YOUR OBJECTIVE: In the records below, begin at the line that has "frame, ping, and" and stop after the line that has "than buffered further."; quote those lines verbatim and nothing more.

··· SUPPLIED RECORDS

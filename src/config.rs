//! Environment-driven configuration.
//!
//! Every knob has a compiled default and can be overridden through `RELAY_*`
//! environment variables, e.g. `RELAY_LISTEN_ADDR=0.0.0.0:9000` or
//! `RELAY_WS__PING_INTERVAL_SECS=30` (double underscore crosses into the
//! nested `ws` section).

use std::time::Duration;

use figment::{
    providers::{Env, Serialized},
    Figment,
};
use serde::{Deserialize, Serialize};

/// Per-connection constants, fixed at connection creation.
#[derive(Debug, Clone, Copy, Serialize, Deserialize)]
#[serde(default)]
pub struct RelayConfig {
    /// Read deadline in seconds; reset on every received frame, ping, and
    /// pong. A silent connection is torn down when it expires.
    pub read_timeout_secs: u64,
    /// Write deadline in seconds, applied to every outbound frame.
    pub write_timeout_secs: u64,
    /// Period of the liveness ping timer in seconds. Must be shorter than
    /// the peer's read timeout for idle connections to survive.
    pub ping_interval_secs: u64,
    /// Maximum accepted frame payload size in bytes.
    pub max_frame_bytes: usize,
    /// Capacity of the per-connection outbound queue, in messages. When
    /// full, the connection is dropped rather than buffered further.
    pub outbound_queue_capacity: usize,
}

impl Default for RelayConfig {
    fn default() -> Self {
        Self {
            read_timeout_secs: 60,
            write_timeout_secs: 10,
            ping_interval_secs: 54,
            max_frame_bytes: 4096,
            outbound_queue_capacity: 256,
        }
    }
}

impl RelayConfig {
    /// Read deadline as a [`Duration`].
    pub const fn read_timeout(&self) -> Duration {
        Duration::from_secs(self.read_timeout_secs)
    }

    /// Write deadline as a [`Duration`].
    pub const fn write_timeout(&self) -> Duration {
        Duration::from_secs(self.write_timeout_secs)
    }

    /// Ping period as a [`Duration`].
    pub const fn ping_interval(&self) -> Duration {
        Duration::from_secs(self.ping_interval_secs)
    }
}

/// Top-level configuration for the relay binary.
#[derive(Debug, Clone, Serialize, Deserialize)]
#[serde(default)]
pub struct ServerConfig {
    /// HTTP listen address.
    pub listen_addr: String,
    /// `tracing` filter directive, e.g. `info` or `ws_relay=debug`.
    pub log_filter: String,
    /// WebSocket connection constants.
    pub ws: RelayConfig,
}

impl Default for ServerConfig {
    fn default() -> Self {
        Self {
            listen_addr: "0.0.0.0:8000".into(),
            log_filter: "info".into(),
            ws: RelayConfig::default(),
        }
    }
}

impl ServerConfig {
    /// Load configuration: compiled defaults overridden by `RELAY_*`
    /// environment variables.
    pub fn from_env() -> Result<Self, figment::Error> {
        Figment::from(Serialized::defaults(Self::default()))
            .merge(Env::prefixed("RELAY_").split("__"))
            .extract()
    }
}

······
··· SUPPLIED RECORDS

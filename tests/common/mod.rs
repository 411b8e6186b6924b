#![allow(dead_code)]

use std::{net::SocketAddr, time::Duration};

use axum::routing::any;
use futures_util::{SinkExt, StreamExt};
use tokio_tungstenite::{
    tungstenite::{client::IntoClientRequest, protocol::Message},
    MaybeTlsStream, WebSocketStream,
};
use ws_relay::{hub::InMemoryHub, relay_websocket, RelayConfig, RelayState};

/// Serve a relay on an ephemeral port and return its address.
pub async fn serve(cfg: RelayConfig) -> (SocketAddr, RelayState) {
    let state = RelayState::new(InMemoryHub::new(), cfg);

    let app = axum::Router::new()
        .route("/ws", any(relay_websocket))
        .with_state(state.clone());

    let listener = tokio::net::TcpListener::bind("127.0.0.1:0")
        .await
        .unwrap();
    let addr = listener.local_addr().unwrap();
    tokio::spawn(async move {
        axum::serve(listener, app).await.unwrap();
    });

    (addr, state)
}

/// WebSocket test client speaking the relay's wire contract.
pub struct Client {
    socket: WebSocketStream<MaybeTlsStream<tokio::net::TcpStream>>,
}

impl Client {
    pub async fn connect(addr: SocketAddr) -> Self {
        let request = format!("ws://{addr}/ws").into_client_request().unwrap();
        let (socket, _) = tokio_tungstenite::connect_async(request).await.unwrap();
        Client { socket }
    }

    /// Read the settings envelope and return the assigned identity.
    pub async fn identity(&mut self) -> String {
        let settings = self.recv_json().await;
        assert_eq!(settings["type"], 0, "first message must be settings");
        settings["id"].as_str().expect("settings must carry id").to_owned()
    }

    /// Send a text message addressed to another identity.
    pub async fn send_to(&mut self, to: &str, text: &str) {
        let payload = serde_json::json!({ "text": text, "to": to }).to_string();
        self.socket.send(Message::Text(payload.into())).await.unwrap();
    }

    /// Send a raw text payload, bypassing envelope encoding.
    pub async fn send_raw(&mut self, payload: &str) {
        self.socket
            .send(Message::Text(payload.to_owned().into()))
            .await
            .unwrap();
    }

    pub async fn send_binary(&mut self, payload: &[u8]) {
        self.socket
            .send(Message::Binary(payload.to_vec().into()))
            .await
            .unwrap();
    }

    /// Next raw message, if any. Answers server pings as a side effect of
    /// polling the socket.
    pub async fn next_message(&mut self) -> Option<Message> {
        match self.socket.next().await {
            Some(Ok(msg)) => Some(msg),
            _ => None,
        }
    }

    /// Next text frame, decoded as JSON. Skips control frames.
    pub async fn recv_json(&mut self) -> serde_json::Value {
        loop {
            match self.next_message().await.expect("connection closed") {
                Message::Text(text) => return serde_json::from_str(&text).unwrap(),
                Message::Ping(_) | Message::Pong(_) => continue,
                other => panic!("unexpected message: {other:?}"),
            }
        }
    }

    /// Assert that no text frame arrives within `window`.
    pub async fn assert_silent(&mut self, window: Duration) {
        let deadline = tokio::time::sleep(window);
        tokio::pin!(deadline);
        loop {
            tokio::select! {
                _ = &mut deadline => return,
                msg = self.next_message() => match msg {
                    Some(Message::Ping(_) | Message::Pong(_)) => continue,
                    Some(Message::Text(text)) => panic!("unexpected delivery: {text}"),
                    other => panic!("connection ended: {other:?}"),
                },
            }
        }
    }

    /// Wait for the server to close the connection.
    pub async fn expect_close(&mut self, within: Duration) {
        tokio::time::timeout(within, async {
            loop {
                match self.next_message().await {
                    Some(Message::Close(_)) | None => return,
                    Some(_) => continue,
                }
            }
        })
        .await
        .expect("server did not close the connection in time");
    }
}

······

COMPLETED EXERCISE:
    /// Read deadline in seconds; reset on every received frame, ping, and
    /// pong. A silent connection is torn down when it expires.
    pub read_timeout_secs: u64,
    /// Write deadline in seconds, applied to every outbound frame.
    pub write_timeout_secs: u64,
    /// Period of the liveness ping timer in seconds. Must be shorter than
    /// the peer's read timeout for idle connections to survive.
    pub ping_interval_secs: u64,
    /// Maximum accepted frame payload size in bytes.
    pub max_frame_bytes: usize,
    /// Capacity of the per-connection outbound queue, in messages. When
    /// full, the connection is dropped rather than buffered further.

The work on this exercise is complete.